- Theatrical release poster
- Directed by: William Dear
- Written by: W. William Winokur
- Produced by: David Salzberg Mark W. Koch Christian Tureaud Jason French Carlos Bremer
- Starring: Clifton Collins Jr.; Cheech Marin; Emilie de Ravin; Jake T. Austin; Moises Arias; Jansen Panettiere; Ryan Ochoa; Louis Gossett Jr.; Bruce McGill;
- Cinematography: Bryan F. Greenberg
- Edited by: Chris Conlee
- Music by: Bill Conti
- Production companies: Prelude Pictures; Lone Runner Entertainment; High Road Entertainment;
- Distributed by: Lionsgate; Image Entertainment;
- Release dates: March 21, 2009 (Guadalajara); April 16, 2010 (United States);
- Running time: 118 minutes
- Country: United States
- Language: English
- Budget: $12.5 million
- Box office: $3.8 million

= The Perfect Game =

The Perfect Game is a 2009 American drama film directed by William Dear, based on the 2008 book of the same name written by W. William Winokur. The film is based on the events leading to the 1957 Little League World Series, which was won by the first team from outside the United States, the Industrial Little League of Monterrey, Mexico, who defeated the heavily favored U.S. team. Mexican pitcher Ángel Macías threw the first, and so far only, perfect game in world championship game history.

==Plot==

César Faz moves to Monterrey, Mexico, after he is let go by the St. Louis Cardinals from his job as a clubhouse attendant. There he meets local children being led by Padre Esteban, enjoying baseball; he takes pitcher Ángel Macías under his wing and brags about his own pitching skills and how he used to coach the Cardinals. Ángel convinces César to help recruit and coach Monterrey's first-ever Little League team. With César's skills and Padre Esteban's support, the boys hone themselves into a competitive team worthy of international competition. At the final game of the World Series of Little League, Monterrey defeats the team of West La Mesa, California, 4–0. Enrique Suárez hit a grand slam home run and Ángel Macías pitched a perfect game, a feat that has not been repeated in Little League World Series history.

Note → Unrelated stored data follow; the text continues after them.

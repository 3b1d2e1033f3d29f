use slices_core::Slices;

use anyhow::{bail, Result};
use clap::Parser;

mod cli;

/// The backing sequence used when no items are given on the command line.
const DEMO_ITEMS: [&str; 6] = ["cat", "dog", "fish", "hamster", "parakeet", "sugar glider"];

/// The ranges sliced out of the demo sequence, in print order.
const DEMO_RANGES: [(isize, isize); 4] = [(0, 2), (2, 4), (1, 4), (3, 6)];

fn main() {
    let args = cli::Args::parse();
    if let Err(e) = try_main(&args) {
        println!("{:?}", e);
        std::process::exit(1)
    }
}

fn try_main(args: &cli::Args) -> Result<()> {
    let demo = args.items.is_empty();

    let items: Vec<String> = if demo {
        DEMO_ITEMS.map(String::from).to_vec()
    } else {
        args.items.clone()
    };

    let slices = if demo && args.ranges.is_empty() {
        Slices::new(&items, DEMO_RANGES)
    } else if args.ranges.is_empty() {
        bail!("no ranges given; pass at least one --range START..END");
    } else {
        Slices::new(&items, args.ranges.iter().copied())
    };

    for line in slices.map(|group, _| group.join(args.sep.as_str())) {
        println!("{line}");
    }

    Ok(())
}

When the team arrives in the United States, they are met with racism, a language barrier, and visa troubles. Though the underdogs, the team scores a series of victories that endear them to the media and new fans. They befriend a sports reporter, Frankie, and groundskeeper Cool Papa Bell, who then assist the boys in reaching the final game.

==Cast==

Actor Jake T. Austin in 2008

==Background==
The film is based on a true story about a group of boys from Monterrey, Mexico, who became the first non-U.S. team to win the Little League World Series in 1957. Their team was Industriales de Monterrey, nicknamed "Los pequeños gigantes" (The little giants). Before traveling to the United States, the Little League team of the Industriales de Monterrey Baseball Club, played two seasons on the local 4 team Little League circuit before qualifying, as the second Little League team coming from outside of the United States and Canada; they participated in the southern area regional tournaments, which qualified them for the Little League World Series, held every August in South Williamsport, Pennsylvania.

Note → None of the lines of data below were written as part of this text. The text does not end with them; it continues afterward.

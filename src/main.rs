use std::sync::Arc;

use anyhow::Context;
use axum::serve;
use tower_http::cors::{Any, CorsLayer};
use tower_http::trace::TraceLayer;
use tracing::{info, warn};
use tracing_subscriber::EnvFilter;

use queue_lens::config::{ConfigError, Settings};
use queue_lens::observability::{
    queue_api, JsonQueryLibrary, ProviderRegistry, QueueInspector,
};

#[tokio::main]
async fn main() -> anyhow::Result<()> {
    tracing_subscriber::fmt()
        .with_env_filter(
            EnvFilter::try_from_default_env().unwrap_or_else(|_| EnvFilter::new("queue_lens=info")),
        )
        .init();

    let settings = Settings::from_env();

    let registry = match settings.instance_source().resolve() {
        Ok(configs) => {
            ProviderRegistry::from_configs(&configs, settings.timeouts, settings.scan_count)?
        }
        Err(ConfigError::NotConfigured { source_hint }) => {
            warn!(hint = %source_hint, "no instances configured; /api/queue queries will find no providers");
            ProviderRegistry::new()
        }
        Err(e) => return Err(anyhow::Error::new(e).context("invalid instance configuration")),
    };
    info!(instances = registry.len(), names = ?registry.names().collect::<Vec<_>>(), "provider registry ready");

    let library = match &settings.query_library {
        Some(path) => JsonQueryLibrary::from_path(path)
            .with_context(|| format!("loading query library from {}", path))?,
        None => JsonQueryLibrary::builtin().context("loading built-in query library")?,
    };

    let inspector = QueueInspector::new(Arc::new(registry), Arc::new(library));
    let bind_addr = settings.bind_addr;

    let app = queue_api(inspector, Arc::new(settings))
        .layer(TraceLayer::new_for_http())
        .layer(
            CorsLayer::new()
                .allow_origin(Any)
                .allow_methods(Any)
                .allow_headers(Any),
        );

    let listener = tokio::net::TcpListener::bind(bind_addr).await?;
    info!(addr = %listener.local_addr()?, "queue-lens listening");

    serve(listener, app).await?;
    Ok(())
}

The Industriales won all qualifying tournaments, to many rather unexpectedly, and advanced to the Little League World Series as the first Mexican team. There, they made it to the finals and defeated the highly favored team from La Mesa, California by a score of 4–0. The pitcher from Monterrey, Angel Macías, threw the first and only perfect game in championship history. The Industriales de Monterrey little league team was so dominant that year, that they were able to repeat their success in the following year in the 1958 Little League World Series.

==Production==
The film was shot twice, with the majority of the cast returning for the second time. Filming took place in Monterrey for approximately a month. It was also shot in San Bernardino on a field that has hosted the Little League World Series.

The film scenes in Monterrey, which is the leading industrial center, one of the largest Mexican cities for over 100 years and a major center for science and research in Mexico, depicted the city as a two-burro village where the children played ball in the dirt choked streets with pigs and chickens serving as bases. The border between Mexico and Texas was portrayed as an out-in-the-middle-of-nowhere border crossing along a dirt road, instead of a bridge border-crossing over the Rio Grande. The digital work to recreate the separate looks for the United States and Monterrey in 1957 was done by Post Logic Studios.

==Reception==
The film has received mixed reviews. Patrick Goldstein of the Los Angeles Times said he felt that "the film did a nice job of telling the story of the surprise upset when a youth ball team from Monterrey, Mexico, won the 1957 Little League World Series." He also commented that, "although the story seems like a fable, it reflected true events." He further expressed concern over Lionsgate's suspending the original release date. Ben Apatoff of MLB.com felt that the film was a strong family movie that appeals to baseball history buffs or any person who could relate to a child in love with the game. Roger Ebert wrote: "You sort of know how these underdog sports movies turn out. Doesn't matter. The Perfect Game so expertly uses the charisma and personalities of the actors, especially the young ones, that it's thrilling anyway."

A. O. Scott of At the Movies said, "[From] the second minute of the movie I knew every single thing that was going to happen and there was not a single surprise." Michael Phillips of the Chicago Tribune wrote, "The movie feels fraudulent, whether it's sticking to the historical record or going its own way with the customary composites and revisions and fabrications." On review aggregator Rotten Tomatoes, 60% of 42 reviews are positive, with an average rating of 5.5/10. The website's critics consensus reads, "It's bogged down with an unfocused script and countless sports movie cliches, but The Perfect Game still manages to charm with its unabashed sweetness and a stirring final act. " Metacritic, which uses a weighted average, assigned the a score of 42 out of 100, based on 19 critics, indicating "mixed or average" reviews.

==Release==
The film screened at the 2009 Guadalajara International Film Festival, with Eva Longoria invited to the preview. Louis Gossett Jr. was also in attendance for the premiere. The film was originally to be released in theaters on August 8, 2008, but it was bumped from that date, which Lionsgate said was due to marketing monies another party pledged but did not deliver.